The science includes studying platelet ice at the intersection of the ice shelves and sea ice, the Emperor Penguin populations, and marine drifters (plankton) in the Ross Sea ecosystem.
It’s all about how fast the ice sheets might melt, how Antarctica will change and how this will impact the rest of the planet in this warming world.
Important stuff if we are to have any understanding of our vulnerable future.
But it’s possibly the past that had the biggest emotional impact on the Prime Minister.
Ardern is a self-confessed fan of the early Antarctic explorers, especially Ernest Shackleton.
She had the chance to enter his Nimrod Hut at Cape Royds by herself. A chance to reflect on the reality of the hardships those explorers sustained.
I ask what it means to be in Shackleton’s Hut and her voice wobbles and eyes well.
It’s a big deal to have made it here.
“His name became synonymous with leadership because he saved his men,” she says.

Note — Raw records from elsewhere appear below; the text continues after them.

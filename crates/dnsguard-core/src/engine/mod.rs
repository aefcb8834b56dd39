//! DNS enforcement engine
//!
//! The DnsEnforcer is responsible for:
//! - Capturing the original DNS servers of every active interface
//! - Applying the desired DNS servers to all of them
//! - Re-applying whenever an interface's configuration changes
//! - Restoring the original servers on stop
//!
//! ## Architecture
//!
//! ```text
//! ┌──────────────┐
//! │ ChangeSource │─── ChangeEvent ───┐
//! └──────────────┘                   │
//!                                    ▼
//!                            ┌──────────────┐
//!                            │  Dispatcher  │
//!                            └──────────────┘
//!                                    │
//!         ┌──────────────────────────┼──────────────────────────┐
//!         │                          │                          │
//!         ▼                          ▼                          ▼
//! ┌───────────────┐        ┌─────────────────┐         ┌─────────────┐
//! │ConfigRegistry │        │ DnsConfigurator │         │   Events    │
//! │  (upsert)     │        │  (apply_one)    │         │  (notify)   │
//! └───────────────┘        └─────────────────┘         └─────────────┘
//! ```
//!
//! ## Lifecycle
//!
//! ```text
//! Uninitialized ─start─▶ Collecting ─▶ Enforcing ─▶ Monitoring ─stop─▶ Reverting ─▶ Stopped
//!       ▲                    │                          │                            │
//!       └── enumeration ─────┘                          │                            │
//!       └── subscription failure (after reverting) ─────┘          start again ──────┘
//! ```
//!
//! Changes made to an interface after collection finishes but before the
//! subscription is armed are not observed.

mod dispatcher;
mod enforce;
mod revert;
mod sink;
mod sweep;

pub use enforce::EnforcementController;
pub use revert::ReversionController;
pub use sink::{ErrorSink, FailureKind, InterfaceFailure};
pub use sweep::{EventEmitter, SweepContext, SweepReport};

use std::fmt;
use std::sync::Arc;

use tokio::sync::mpsc;
use tracing::{debug, error, info, warn};

use crate::config::{EngineConfig, validate_servers};
use crate::error::{Error, Result};
use crate::registry::ConfigRegistry;
use crate::snapshot::Snapshot;
use crate::traits::{ChangeSource, ConfigurationRecord, DnsConfigurator, InterfaceFilter};
use dispatcher::{Dispatcher, Monitor};

/// Events emitted by the DnsEnforcer
#[derive(Debug, Clone, PartialEq, Eq)]
pub enum EngineEvent {
    /// Enforcement is live
    Started {
        interfaces: usize,
        enforced: usize,
        failed: usize,
    },

    /// An interface was seen for the first time
    InterfaceCaptured {
        interface_index: u32,
        original_dns_servers: Vec<String>,
    },

    /// Desired servers written to an interface
    Enforced { interface_index: u32 },

    /// Change event already reported the desired servers
    EnforceSkipped { interface_index: u32 },

    /// Writing the desired servers failed
    EnforceFailed { interface_index: u32, error: String },

    /// Original servers written back to an interface
    Reverted { interface_index: u32 },

    /// Writing the original servers failed
    RevertFailed { interface_index: u32, error: String },

    /// Change subscription armed
    MonitoringArmed,

    /// Change subscription disarmed, no further changes dispatched
    MonitoringDisarmed,

    /// Reversion finished
    Stopped { reverted: usize, failed: usize },
}

/// Lifecycle state of the DnsEnforcer
#[derive(Debug, Clone, Copy, PartialEq, Eq)]
pub enum EngineState {
    Uninitialized,
    Collecting,
    Enforcing,
    Monitoring,
    Reverting,
    Stopped,
}

impl fmt::Display for EngineState {
    fn fmt(&self, f: &mut fmt::Formatter<'_>) -> fmt::Result {
        let name = match self {
            EngineState::Uninitialized => "uninitialized",
            EngineState::Collecting => "collecting",
            EngineState::Enforcing => "enforcing",
            EngineState::Monitoring => "monitoring",
            EngineState::Reverting => "reverting",
            EngineState::Stopped => "stopped",
        };
        f.write_str(name)
    }
}

/// One start..stop cycle
struct Session {
    registry: Arc<ConfigRegistry>,
    enforcement: Arc<EnforcementController>,
    reversion: ReversionController,
    monitor: Option<Monitor>,
}

/// Core DNS enforcement engine
///
/// ## Lifecycle
///
/// 1. Create with [`DnsEnforcer::new()`]
/// 2. [`DnsEnforcer::start()`] captures, enforces and arms monitoring
/// 3. [`DnsEnforcer::stop()`] disarms monitoring and reverts
/// 4. Optionally start again
///
/// ## Threading
///
/// `start` and `stop` run on the caller's task. Change events are handled on
/// a dispatcher task spawned by `start`, concurrently with the caller.
pub struct DnsEnforcer {
    source: Arc<dyn ChangeSource>,
    configurator: Arc<dyn DnsConfigurator>,
    filter: InterfaceFilter,
    suppress_echo: bool,
    events: EventEmitter,
    state: EngineState,
    session: Option<Session>,
}

impl DnsEnforcer {
    /// Create a new enforcer
    ///
    /// # Returns
    ///
    /// A tuple of (enforcer, event_receiver) where event_receiver yields engine events
    pub fn new(
        source: Arc<dyn ChangeSource>,
        configurator: Arc<dyn DnsConfigurator>,
        config: EngineConfig,
        filter: InterfaceFilter,
    ) -> Result<(Self, mpsc::Receiver<EngineEvent>)> {
        config.validate()?;

        let (tx, rx) = mpsc::channel(config.event_channel_capacity);

        let enforcer = Self {
            source,
            configurator,
            filter,
            suppress_echo: config.suppress_echo,
            events: EventEmitter::new(tx),
            state: EngineState::Uninitialized,
            session: None,
        };

        Ok((enforcer, rx))
    }

    pub fn state(&self) -> EngineState {
        self.state
    }

    /// Servers being enforced by the current session
    pub fn desired_servers(&self) -> Option<&[String]> {
        self.session
            .as_ref()
            .map(|session| session.enforcement.desired())
    }

    /// Point-in-time copy of every tracked snapshot
    pub async fn tracked_interfaces(&self) -> Vec<Snapshot> {
        let Some(session) = &self.session else {
            return Vec::new();
        };

        let mut tracked = Vec::new();
        session.registry.lock().await.for_each(|snapshot| {
            tracked.push(snapshot.clone());
            true
        });
        tracked
    }

    /// Capture, enforce and start monitoring
    ///
    /// # Returns
    ///
    /// - `Ok(SweepReport)`: monitoring is armed; the report covers the initial
    ///   enforcement sweep (per-interface failures do not fail `start`)
    /// - `Err(Error::Enumeration)`: interfaces could not be listed; nothing was changed
    /// - `Err(Error::Subscription)`: monitoring could not be armed; everything
    ///   already applied has been reverted
    pub async fn start(
        &mut self,
        desired: Vec<String>,
        error_sink: Arc<dyn ErrorSink>,
    ) -> Result<SweepReport> {
        if !matches!(self.state, EngineState::Uninitialized | EngineState::Stopped) {
            return Err(Error::invalid_state(format!("cannot start while {}", self.state)));
        }
        validate_servers(&desired)?;

        let registry = Arc::new(ConfigRegistry::new());
        let ctx = Arc::new(
            SweepContext::new(
                Arc::clone(&registry),
                Arc::clone(&self.source),
                Arc::clone(&self.configurator),
                error_sink,
            )
            .with_events(self.events.clone()),
        );
        let enforcement = Arc::new(EnforcementController::new(Arc::clone(&ctx), desired));
        let reversion = ReversionController::new(Arc::clone(&ctx));

        self.transition(EngineState::Collecting);
        let records = match self.source.enumerate(&self.filter).await {
            Ok(records) => records,
            Err(e) => {
                error!("Failed to enumerate interfaces: {}", e);
                self.transition(EngineState::Uninitialized);
                return Err(as_enumeration(e));
            }
        };
        self.collect(&registry, records).await;

        self.transition(EngineState::Enforcing);
        let report = enforcement.apply_all().await;

        let changes = match self.source.subscribe(&self.filter).await {
            Ok(changes) => changes,
            Err(e) => {
                error!("Failed to arm change monitoring: {}", e);
                self.transition(EngineState::Reverting);
                reversion.revert_all().await;
                self.transition(EngineState::Uninitialized);
                return Err(as_subscription(e));
            }
        };

        let monitor = Dispatcher::new(
            Arc::clone(&ctx),
            Arc::clone(&enforcement),
            self.filter.clone(),
            self.suppress_echo,
        )
        .spawn(changes);

        let interfaces = registry.len().await;
        self.session = Some(Session {
            registry,
            enforcement,
            reversion,
            monitor: Some(monitor),
        });
        self.transition(EngineState::Monitoring);

        self.events.emit(EngineEvent::MonitoringArmed);
        self.events.emit(EngineEvent::Started {
            interfaces,
            enforced: report.succeeded,
            failed: report.failed,
        });
        info!(
            "Monitoring {} interface(s) via {}",
            interfaces,
            self.source.source_name()
        );

        Ok(report)
    }

    /// Disarm monitoring and restore every tracked interface
    ///
    /// Monitoring is fully disarmed before reversion begins.
    pub async fn stop(&mut self) -> Result<SweepReport> {
        if self.state != EngineState::Monitoring {
            return Err(Error::invalid_state(format!("cannot stop while {}", self.state)));
        }
        let Some(mut session) = self.session.take() else {
            return Err(Error::invalid_state("no active session"));
        };

        self.transition(EngineState::Reverting);
        if let Some(monitor) = session.monitor.take() {
            monitor.disarm().await;
        }
        self.events.emit(EngineEvent::MonitoringDisarmed);

        let report = session.reversion.revert_all().await;

        self.transition(EngineState::Stopped);
        self.events.emit(EngineEvent::Stopped {
            reverted: report.succeeded,
            failed: report.failed,
        });

        Ok(report)
    }

    async fn collect(&self, registry: &ConfigRegistry, records: Vec<ConfigurationRecord>) {
        let mut guard = registry.lock().await;

        for record in records {
            if !self.filter.matches(&record) {
                debug!("Skipping filtered interface {} ({})", record.interface_index, record.setting_id);
                continue;
            }

            match Snapshot::capture(&record) {
                Ok(snapshot) => {
                    debug!(
                        "Captured interface {} ({}), original DNS servers {:?}",
                        record.interface_index, record.setting_id, record.dns_servers
                    );
                    self.events.emit(EngineEvent::InterfaceCaptured {
                        interface_index: snapshot.interface_index(),
                        original_dns_servers: snapshot.original_dns_servers().to_vec(),
                    });
                    guard.upsert(snapshot);
                }
                Err(e) => warn!("Skipping interface during collection: {}", e),
            }
        }

        info!("Collected {} interface configuration(s)", guard.len());
    }

    fn transition(&mut self, next: EngineState) {
        debug!("Engine state {} -> {}", self.state, next);
        self.state = next;
    }
}

impl Drop for DnsEnforcer {
    fn drop(&mut self) {
        if self.state == EngineState::Monitoring {
            // The monitor aborts the dispatcher as the session drops
            warn!("DnsEnforcer dropped while monitoring; DNS settings were not reverted");
        }
    }
}

fn as_enumeration(e: Error) -> Error {
    match e {
        Error::Enumeration(_) => e,
        other => Error::enumeration(other.to_string()),
    }
}

fn as_subscription(e: Error) -> Error {
    match e {
        Error::Subscription(_) => e,
        other => Error::subscription(other.to_string()),
    }
}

“I think he knew success would come down to his ability to keep the team together and really hard times. So there’s a lot to take away on that.”
Mt Erebus looms large above Scott Base and on its northern slopes, the site of the crash of Air New Zealand flight TE901 casts a large shadow on the Kiwi psyche.
It is the country’s greatest peacetime disaster in terms of lives lost with 257 dying as the DC10 careened into the mountain in 1979.
For Prime Minister Ardern and Air New Zealand board chair Dame Therese Walsh, their first Antarctic journey held particular significance.
In 2019 during a ceremony on the 40th anniversary of the flight, Ardern issued a “wholehearted and wide-reaching” apology on behalf of the New Zealand Government which owned the airline when the disaster occurred.
“After 40 years, on behalf of today’s Government, the time has come to apologise for the actions of an airline then in full state ownership; which ultimately caused the loss of the aircraft and the loss of those you loved.”
At the same ceremony, in front of families of victims, Walsh also said sorry.
“I apologise on behalf of an airline, which 40 years ago failed in its duty of care to its passengers and staff.
“And I apologise again on behalf of the airline for the way in which the families of those lost on Mt Erebus were treated in the aftermath of the accident. Better care should have been taken of you.”
I can’t know what was on  Walsh’s mind as we flew above the crash site.
For me, looking down at Lewis Bay, I did not enjoy picturing the large passenger plane bearing south toward Erebus at a height lower than we were in the helicopter.
The only consolation was knowing the occupants on the flight of a lifetime had been oblivious to the catastrophe that was about to end their lives.
Back at Scott Base, Walsh and Ardern, posed for a photo by the Koru memorial.
It was dedicated and blessed by the former Anglican Dean of Christchurch, the Reverend Peter Beck, in memory of all lives lost in Antarctica.
Sadly, so many of those lives were from flight TE901.
The plan to get home was to leave late on Friday, try to sleep (although, I’d be working) and land in New Zealand as the Saturday sun rose.
It didn’t pan out.
As the haze of smoke entered the aged RNZAF C130 fuselage, it was obvious there was an engine problem and we weren’t going anywhere.
Maybe in an effort to gee up a demoralised crew, the PM quipped that replacements for the airforce's aging transport planes had already been paid for.
Again, it was disappointing. What would happen now? We had learned the American C17’s were also broken down in Christchurch and wouldn’t be flying to the ice in the next day or two.
Somehow Antarctic Operations general manager Simon Trotter and his capable Scott Base staff found beds for everyone and we woke to the news we had a flight home with the Italians.
It was that Antarctic co-operation in action. The Italians used US facilities to load and fuel their plane, then gave a lift to a handful of Kiwis and Americans before landing at a New Zealand airport, all before the Saturday sun set.